Когда состав прибыл, я помог Ирине и Серёже выйти из вагона. А сам остановился, глядя на удаляющиеся фигуры попутчиков. Задумался под стук колёс проходившего состава. Да, жизнь действительно сложная штука. Кому-то выпадает счастливый билет ехать в купейном вагоне, кому-то – в плацкартном, а кто-то вообще опоздал на поезд.
Гранатович Владислав
Когда я пишу
А вы знаете, когда я пишу рассказы, мне помогают! Она либо сидит, либо лежит рядом. Это моя любимая мама, ой… Конечно, это моя кошка Лапочка. Хотя, может, она, наоборот, мешает, когда трется головой о мою голову. Но от силы трения в голове появляются рассказы. А ночью она спит у меня на голове, как шапка.
Салат
В новый год моя бабушка приготовила очень много салатов. Мне казалось, что мы их до майских праздников будем есть, ведь нашего любимого оливье был целый таз. Огромный таз, из которого перекладывали в салатник по чуть-чуть.
Мы его ели, ели, но когда поняли, что его ещё очень много, пошли в гости к соседям – угощать их оливье. А у соседей было очень много селёдки под шубой. Я не понимал, почему под шубой, ведь она под свёклой. Селёдка не должна мерзнуть, зачем ей шуба?

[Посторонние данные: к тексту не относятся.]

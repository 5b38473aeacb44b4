// responses/xlsx.rs
use crate::errors::ServerError;
use crate::responses::ResultResp;
use astra::{Body, ResponseBuilder};

pub const XLSX_CONTENT_TYPE: &str =
    "application/vnd.openxmlformats-officedocument.spreadsheetml.sheet";

/// Return XLSX file as an attachment
pub fn xlsx_response(buffer: Vec<u8>, filename: &str) -> ResultResp {
    ResponseBuilder::new()
        .status(200)
        .header("Content-Type", XLSX_CONTENT_TYPE)
        .header(
            "Content-Disposition",
            format!("attachment; filename=\"{filename}\""),
        )
        .body(Body::from(buffer))
        .map_err(|_| ServerError::InternalError)
}
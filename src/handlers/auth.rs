// src/handlers/auth.rs
use astra::{Body, Request, ResponseBuilder};
use chrono::Utc;
use rusqlite::Connection;
use serde::Deserialize;
use serde_json::json;
use uuid::Uuid;

use crate::auth::cookies::{clear_session_cookie, read_cookie, session_cookie};
use crate::auth::password::{hash_password, verify_password, MIN_PASSWORD_LEN};
use crate::auth::sessions::{create_session, revoke_session};
use crate::auth::require_actor;
use crate::db::users::{find_user_by_email, insert_user};
use crate::domain::actor::Role;
use crate::errors::{FieldError, ServerError};
use crate::responses::{json_response, json_response_with_cookie, ResultResp};
use crate::router::{read_json, AppContext};

#[derive(Debug, Deserialize)]
struct Credentials {
    #[serde(default)]
    email: String,
    #[serde(default)]
    password: String,
    name: Option<String>,
}

impl Credentials {
    fn from_body(req: Request) -> Result<Self, ServerError> {
        serde_json::from_value(read_json(req)?)
            .map_err(|_| ServerError::BadRequest("Expected {email, password}".into()))
    }
}

fn normalize_email(email: &str) -> String {
    email.trim().to_lowercase()
}

fn validate_registration(creds: &Credentials) -> Result<String, ServerError> {
    let email = normalize_email(&creds.email);
    let mut errors = Vec::new();

    if !email.contains('@') || email.starts_with('@') || email.ends_with('@') {
        errors.push(FieldError::new("email", "Invalid email address"));
    }
    if creds.password.chars().count() < MIN_PASSWORD_LEN {
        errors.push(FieldError::new(
            "password",
            format!("Password must be at least {MIN_PASSWORD_LEN} characters"),
        ));
    }

    if errors.is_empty() {
        Ok(email)
    } else {
        Err(ServerError::Validation(errors))
    }
}

/// Opens a session for the user and answers with its cookie.
fn signed_in(
    conn: &Connection,
    ctx: &AppContext,
    status: u16,
    user_id: &str,
    role: Role,
) -> ResultResp {
    let token = create_session(conn, user_id, Utc::now().timestamp(), ctx.settings.auth.session_ttl_secs)?;
    json_response_with_cookie(
        status,
        &json!({ "userId": user_id, "userRole": role }),
        &session_cookie(&ctx.settings.auth, &token),
    )
}

pub fn register(req: Request, ctx: &AppContext) -> ResultResp {
    let creds = Credentials::from_body(req)?;
    let email = validate_registration(&creds)?;
    let hash = hash_password(&creds.password)?;

    ctx.db.with_conn(|conn| {
        let id = Uuid::new_v4().to_string();
        insert_user(
            conn,
            &id,
            &email,
            creds.name.as_deref().map(str::trim).filter(|n| !n.is_empty()),
            &hash,
            Role::User,
            Utc::now().timestamp(),
        )?;
        log::info!("registered user {id}");
        signed_in(conn, ctx, 201, &id, Role::User)
    })
}

pub fn login(req: Request, ctx: &AppContext) -> ResultResp {
    let creds = Credentials::from_body(req)?;
    let email = normalize_email(&creds.email);

    ctx.db.with_conn(|conn| {
        let user = find_user_by_email(conn, &email)?
            .filter(|u| verify_password(&creds.password, &u.password_hash))
            .ok_or_else(|| ServerError::Unauthorized("Invalid email or password".into()))?;

        log::info!("user {} signed in", user.id);
        signed_in(conn, ctx, 200, &user.id, user.role)
    })
}

/// Signs in as the shared demo account, creating it on first use.
pub fn demo(_req: Request, ctx: &AppContext) -> ResultResp {
    let cfg = &ctx.settings.auth;
    let email = normalize_email(&cfg.demo_email);

    ctx.db.with_conn(|conn| {
        let (user_id, role) = match find_user_by_email(conn, &email)? {
            Some(user) => (user.id, user.role),
            None => {
                let id = Uuid::new_v4().to_string();
                let hash = hash_password(&cfg.demo_password)?;
                insert_user(conn, &id, &email, Some("Demo User"), &hash, Role::Admin, Utc::now().timestamp())?;
                log::info!("created demo user {id}");
                (id, Role::Admin)
            }
        };
        signed_in(conn, ctx, 200, &user_id, role)
    })
}

pub fn me(req: Request, ctx: &AppContext) -> ResultResp {
    let actor = ctx
        .db
        .with_conn(|conn| require_actor(&req, conn, &ctx.settings.auth))?;

    json_response(
        200,
        &json!({ "userId": actor.user_id, "userRole": actor.role, "email": actor.email }),
    )
}

pub fn logout(req: Request, ctx: &AppContext) -> ResultResp {
    let cfg = &ctx.settings.auth;

    if let Some(token) = read_cookie(&req, &cfg.cookie_name) {
        ctx.db
            .with_conn(|conn| revoke_session(conn, &token, Utc::now().timestamp()))?;
    }

    ResponseBuilder::new()
        .status(200)
        .header("Content-Type", mime::APPLICATION_JSON.as_ref())
        .header("Set-Cookie", clear_session_cookie(cfg))
        .body(Body::from(json!({ "success": true }).to_string()))
        .map_err(|_| ServerError::InternalError)
}
pub mod export_xlsx;

pub use export_xlsx::export_buyers_xlsx;
// src/db/users.rs
use rusqlite::{params, Connection, OptionalExtension};

use crate::domain::actor::Role;
use crate::errors::ServerError;

#[derive(Debug, Clone)]
pub struct UserRow {
    pub id: String,
    pub email: String,
    pub name: Option<String>,
    pub password_hash: String,
    pub role: Role,
}

/// Email should already be normalized by caller (trim/lowercase).
pub fn insert_user(
    conn: &Connection,
    id: &str,
    email: &str,
    name: Option<&str>,
    password_hash: &str,
    role: Role,
    now: i64,
) -> Result<(), ServerError> {
    conn.execute(
        "insert into users (id, email, name, password_hash, role, created_at) values (?, ?, ?, ?, ?, ?)",
        params![id, email, name, password_hash, role, now],
    )
    .map_err(|e| match e {
        rusqlite::Error::SqliteFailure(err, _)
            if err.code == rusqlite::ErrorCode::ConstraintViolation =>
        {
            ServerError::Conflict("User already exists".into())
        }
        other => ServerError::Transient(format!("insert user failed: {other}")),
    })?;
    Ok(())
}

pub fn find_user_by_email(conn: &Connection, email: &str) -> Result<Option<UserRow>, ServerError> {
    conn.query_row(
        "select id, email, name, password_hash, role from users where email = ?",
        params![email],
        |r| {
            Ok(UserRow {
                id: r.get(0)?,
                email: r.get(1)?,
                name: r.get(2)?,
                password_hash: r.get(3)?,
                role: r.get(4)?,
            })
        },
    )
    .optional()
    .map_err(|e| ServerError::Transient(format!("select user failed: {e}")))
}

У меня ещё много вопросов по новогоднему столу, но в следующем году я попробую и другие салаты.
Улитка
Каждое утро мы идём по аллее к бабушке и встречаем много улиток на своём пути. Однажды нам встретилась большая белая – виноградная улитка. Она ползла из леса через дорогу в сторону клумбы. Мы решили помочь белой улитке и отнесли её на клумбу. Вечером, возвращаясь домой, опять встретили нашу улитку, она ползла обратно. Мне кажется, что она ждала нас, чтобы снова ей помогли и отнесли в лес. Теперь мы встречаемся каждый день.
Хвостики
Мы с мамой на Пасху решили испечь печенье и покрыть глазурью, как пряники. Вырезали из теста фигурки зайцев, ежей, белок. Зайцы получились особенные: им вместо хвостиков прикрепили миндальные орехи. Мама пошутила, что получился зоопарк. Когда пряники испеклись, их оставили остывать. И запретили есть. Но мы с сестрой потихоньку таскали. Нас рассекретили по ореховым заячьим хвостикам. Это сестра виновата.
От мамы нам попало по хвостикам за хвостики.
Губарев Анатолий
Ангел во плоти
За ребёнком нужен глаз да глаз. Ночью, утром, днём, вечером.
Всегда.
Каждую минуту.
Внучка Люба – мультяшная Маша (за медведя – я) и Вождь Краснокожих в одном флаконе. Плюс, конечно, Серёжка из советского «Ералаша». Это последнее – единственное, что не позволяет ей получить лавры аса по диверсионноподрывной работе. Каждый день она обещает, что больше так делать не будет, но через десять минут забывает, что обещала. А если не забывает, то находит что-то новенькое. Как правило, неожиданное. Из-за этого сегодня вечером пришлось прервать приготовление супа: Люба начала красить акварельными красками бруски, которые я оставил, чтобы сделать ножки для шкафов на кухне. При этом перемазалась краской вся, заодно заляпала и залапала подоконник, стены и мебель. А когда поволок отмывать – ещё и стены ванной. Причём краска, зараза, плохо смывается! Даже с плитки. Еле отдраил. И Любу, и стены. Одежду оставил замачиваться.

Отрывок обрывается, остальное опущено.